Ana and I were called in by another 'nurse' - the room behind the altar was dark and much bigger than I expected with beds lining both sides, some with patients on with nurses standing by them, some empty. We were sat next to a set of double doors which opened every few minutes or so as another patient was wheeled out on a trolley to be taken to their bed. Everything was very calm and peaceful and I felt completely at ease. A nurse took my shoes, bag and glasses off me and a man in white then said some prayers over me - Im not quite sure what he said but his manner was so caring and compassionate. Then the double doors opened again, another patient was wheeled out and Ana and I were called into the 'operating room'.



Operating room is exactly the right word for it - it was just like a large operating theatre with a table in the middle for the patient to lay on. All the 'nurses/doctors' wore face masks and formed a circle around this table, holding hands as they prayed. But it was very dark in there, the room was lit only by a small greenish light, just enough to see what was happening. Ana went first, climbing onto the table, being covered by a white sheet and then prayed over for about 20 seconds. Then she was lifted off onto a trolley and wheeled out - and it was my turn.



Until the moment I climbed onto the bed and lay down I thought I would be praying for a cure for myself. After all, thats why I came here to Brasil wasn't it? But the moment the circle formed around me from somewhere, I don't know where as it wasn't a conscious decision, I prayed that 'the time I have left to do good for all' The words just jumped into my mind from somewhere.



The prayers around me seemed to go on much longer than for Ana's - I felt a tingling in my toes and fingers for a split second - then I was lifted off the bed, onto a trolley and wheeled out.



The next thing I knew I was waking up on one of the beds with a nice nurse wiping my tears away - I had been crying but goodness knows why, I wasn't sad or frightened.

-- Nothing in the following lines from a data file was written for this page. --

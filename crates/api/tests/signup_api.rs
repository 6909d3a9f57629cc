//! Integration tests for the two-step signup flow.
//!
//! Exercises the full stack (router, handlers, workflow, Postgres)
//! with notification channels disabled, so every dispatch resolves as
//! a skipped best-effort send.

mod common;

use axum::http::StatusCode;
use common::{body_json, post_json};
use serde_json::json;
use sqlx::PgPool;
use std::sync::LazyLock;
use turnio_db::repositories::LeadRepo;

static PROMO_RE: LazyLock<regex::Regex> =
    LazyLock::new(|| regex::Regex::new(r"^TURNIO10-[A-Z]{4}[0-9]{4}$").expect("valid regex"));

/// Run step 1 and return the session id.
async fn open_session(app: &axum::Router, email: &str) -> String {
    let response = post_json(
        app.clone(),
        "/api/v1/signup/email",
        json!({ "email": email, "name": "Ana", "profession": "Dentista" }),
    )
    .await;
    assert_eq!(response.status(), StatusCode::CREATED);

    let json = body_json(response).await;
    json["data"]["session_id"].as_str().unwrap().to_string()
}

// ---------------------------------------------------------------------------
// Test: step 1 normalizes the email and opens a session
// ---------------------------------------------------------------------------

#[sqlx::test(migrations = "../../db/migrations")]
async fn submit_email_normalizes_and_opens_session(pool: PgPool) {
    let app = common::build_test_app(pool.clone());

    let response = post_json(
        app,
        "/api/v1/signup/email",
        json!({ "email": "Test@Example.com " }),
    )
    .await;
    assert_eq!(response.status(), StatusCode::CREATED);

    let json = body_json(response).await;
    assert_eq!(json["data"]["email"], "test@example.com");
    assert!(json["data"]["session_id"].is_string());

    // The default flow writes nothing until the discount choice.
    let lead = LeadRepo::find_by_email(&pool, "test@example.com").await.unwrap();
    assert!(lead.is_none());
}

// ---------------------------------------------------------------------------
// Test: malformed email is rejected, nothing persisted
// ---------------------------------------------------------------------------

#[sqlx::test(migrations = "../../db/migrations")]
async fn invalid_email_returns_validation_error(pool: PgPool) {
    let app = common::build_test_app(pool.clone());

    let response = post_json(app, "/api/v1/signup/email", json!({ "email": "bad-email" })).await;
    assert_eq!(response.status(), StatusCode::BAD_REQUEST);

    let json = body_json(response).await;
    assert_eq!(json["code"], "VALIDATION_ERROR");

    let lead = LeadRepo::find_by_email(&pool, "bad-email").await.unwrap();
    assert!(lead.is_none());
}

// ---------------------------------------------------------------------------
// Test: opting in issues a code and persists the lead
// ---------------------------------------------------------------------------

#[sqlx::test(migrations = "../../db/migrations")]
async fn discount_opt_in_issues_code_and_persists_lead(pool: PgPool) {
    let app = common::build_test_app(pool.clone());
    let session_id = open_session(&app, "Test@Example.com ").await;

    let response = post_json(
        app,
        &format!("/api/v1/signup/{session_id}/discount"),
        json!({ "wants_discount": true }),
    )
    .await;
    assert_eq!(response.status(), StatusCode::OK);

    let json = body_json(response).await;
    let code = json["data"]["promo_code"].as_str().unwrap();
    assert!(PROMO_RE.is_match(code), "unexpected code: {code}");

    let lead = LeadRepo::find_by_email(&pool, "test@example.com")
        .await
        .unwrap()
        .expect("lead must be persisted");
    assert!(lead.wants_discount);
    assert_eq!(lead.promo_code.as_deref(), Some(code));
    assert_eq!(lead.name.as_deref(), Some("Ana"));
    assert_eq!(lead.profession.as_deref(), Some("Dentista"));
}

// ---------------------------------------------------------------------------
// Test: declining never persists a promo code
// ---------------------------------------------------------------------------

#[sqlx::test(migrations = "../../db/migrations")]
async fn discount_decline_persists_lead_without_code(pool: PgPool) {
    let app = common::build_test_app(pool.clone());
    let session_id = open_session(&app, "ana@clinic.co").await;

    let response = post_json(
        app,
        &format!("/api/v1/signup/{session_id}/discount"),
        json!({ "wants_discount": false }),
    )
    .await;
    assert_eq!(response.status(), StatusCode::OK);

    let json = body_json(response).await;
    assert!(json["data"]["promo_code"].is_null());

    let lead = LeadRepo::find_by_email(&pool, "ana@clinic.co")
        .await
        .unwrap()
        .expect("lead must be persisted");
    assert!(!lead.wants_discount);
    assert!(lead.promo_code.is_none());
}

// ---------------------------------------------------------------------------
// Test: a repeated signup for the same email is not a user-facing failure
// ---------------------------------------------------------------------------

#[sqlx::test(migrations = "../../db/migrations")]
async fn repeated_signup_for_same_email_succeeds(pool: PgPool) {
    let app = common::build_test_app(pool.clone());

    // First complete flow.
    let first = open_session(&app, "ana@clinic.co").await;
    let response = post_json(
        app.clone(),
        &format!("/api/v1/signup/{first}/discount"),
        json!({ "wants_discount": true }),
    )
    .await;
    assert_eq!(response.status(), StatusCode::OK);

    // Second flow with the same email must complete as well.
    let second = open_session(&app, "ana@clinic.co").await;
    let response = post_json(
        app,
        &format!("/api/v1/signup/{second}/discount"),
        json!({ "wants_discount": true }),
    )
    .await;
    assert_eq!(response.status(), StatusCode::OK);

    let json = body_json(response).await;
    let code = json["data"]["promo_code"].as_str().unwrap();

    // Still a single row, carrying the most recent code.
    let lead = LeadRepo::find_by_email(&pool, "ana@clinic.co")
        .await
        .unwrap()
        .expect("lead must exist");
    assert_eq!(lead.promo_code.as_deref(), Some(code));
}

// ---------------------------------------------------------------------------
// Test: unknown session returns 404
// ---------------------------------------------------------------------------

#[sqlx::test(migrations = "../../db/migrations")]
async fn unknown_session_returns_404(pool: PgPool) {
    let app = common::build_test_app(pool);

    let response = post_json(
        app,
        "/api/v1/signup/00000000-0000-0000-0000-000000000000/discount",
        json!({ "wants_discount": true }),
    )
    .await;
    assert_eq!(response.status(), StatusCode::NOT_FOUND);

    let json = body_json(response).await;
    assert_eq!(json["code"], "NOT_FOUND");
}

// ---------------------------------------------------------------------------
// Test: a completed session rejects a second discount choice
// ---------------------------------------------------------------------------

#[sqlx::test(migrations = "../../db/migrations")]
async fn completed_session_rejects_second_choice(pool: PgPool) {
    let app = common::build_test_app(pool);
    let session_id = open_session(&app, "ana@clinic.co").await;

    let response = post_json(
        app.clone(),
        &format!("/api/v1/signup/{session_id}/discount"),
        json!({ "wants_discount": false }),
    )
    .await;
    assert_eq!(response.status(), StatusCode::OK);

    let response = post_json(
        app,
        &format!("/api/v1/signup/{session_id}/discount"),
        json!({ "wants_discount": true }),
    )
    .await;
    assert_eq!(response.status(), StatusCode::BAD_REQUEST);

    let json = body_json(response).await;
    assert_eq!(json["code"], "VALIDATION_ERROR");
}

3 nurses were fussing around me talking to me in Portuguese (despite having been told I didn't understand) and Ana was nowhere to be seen - but I felt they were reassuring me. They kept rubbing my arms and holding my hand. Eventually 2 of them helped me to my feet and led me to another smaller room where Ana was sitting waiting. After a short time in there we left through the door next to the altar - and that was that. I have a bottle of blessed water to drink over the next few days and instructions to pray again next Wednesday night.



Altogether it was an amazing and uplifting experience. I don't know what happened in there but something certainly did. It's hard to describe in words but it was an experience I will never forget.



Why didn't I ask to be cured?



I have no idea - but I do know I asked for the right thing.








Monday 1 June 2009

Air France flight missing.......

An Air France jet carrying 228 people from Rio de Janeiro to Paris lost contact with air traffic controllers over the Atlantic Ocean, an Air France official said Monday. Brazil immediately began a search mission off its northeastern coast.

Air France Flight 447, an Airbus A330, was carrying 216 passengers and 12 crew members, company spokeswoman Brigitte Barrand said. The flight left Rio on Sunday at 7 p.m. local time.

The plane disappeared about 190 miles (300 kilometers) northeast of the coastal Brazilian city of Natal, near the archipelago of Fernando de Noronha, a Brazilian air force spokesman said. The air force began a search began Monday morning near Fernando de Noronha, he added, speaking on condition of anonymity in keeping with air force policy.

The region is about 1,500 miles northeast of Rio.

An official with France's transport agency said contact with the plane was lost at 0220 GMT Monday (10:20 p.m. EDT Sunday). The official was not authorized to be named according to agency policy....


Just to let you all know I'm still in Rio and wasn't on this flight.

It is however the flight I will be catching tomorrow evening - the 7pm AF447 to Paris.

My thoughts and prayers are with the passengers and crew on this flight.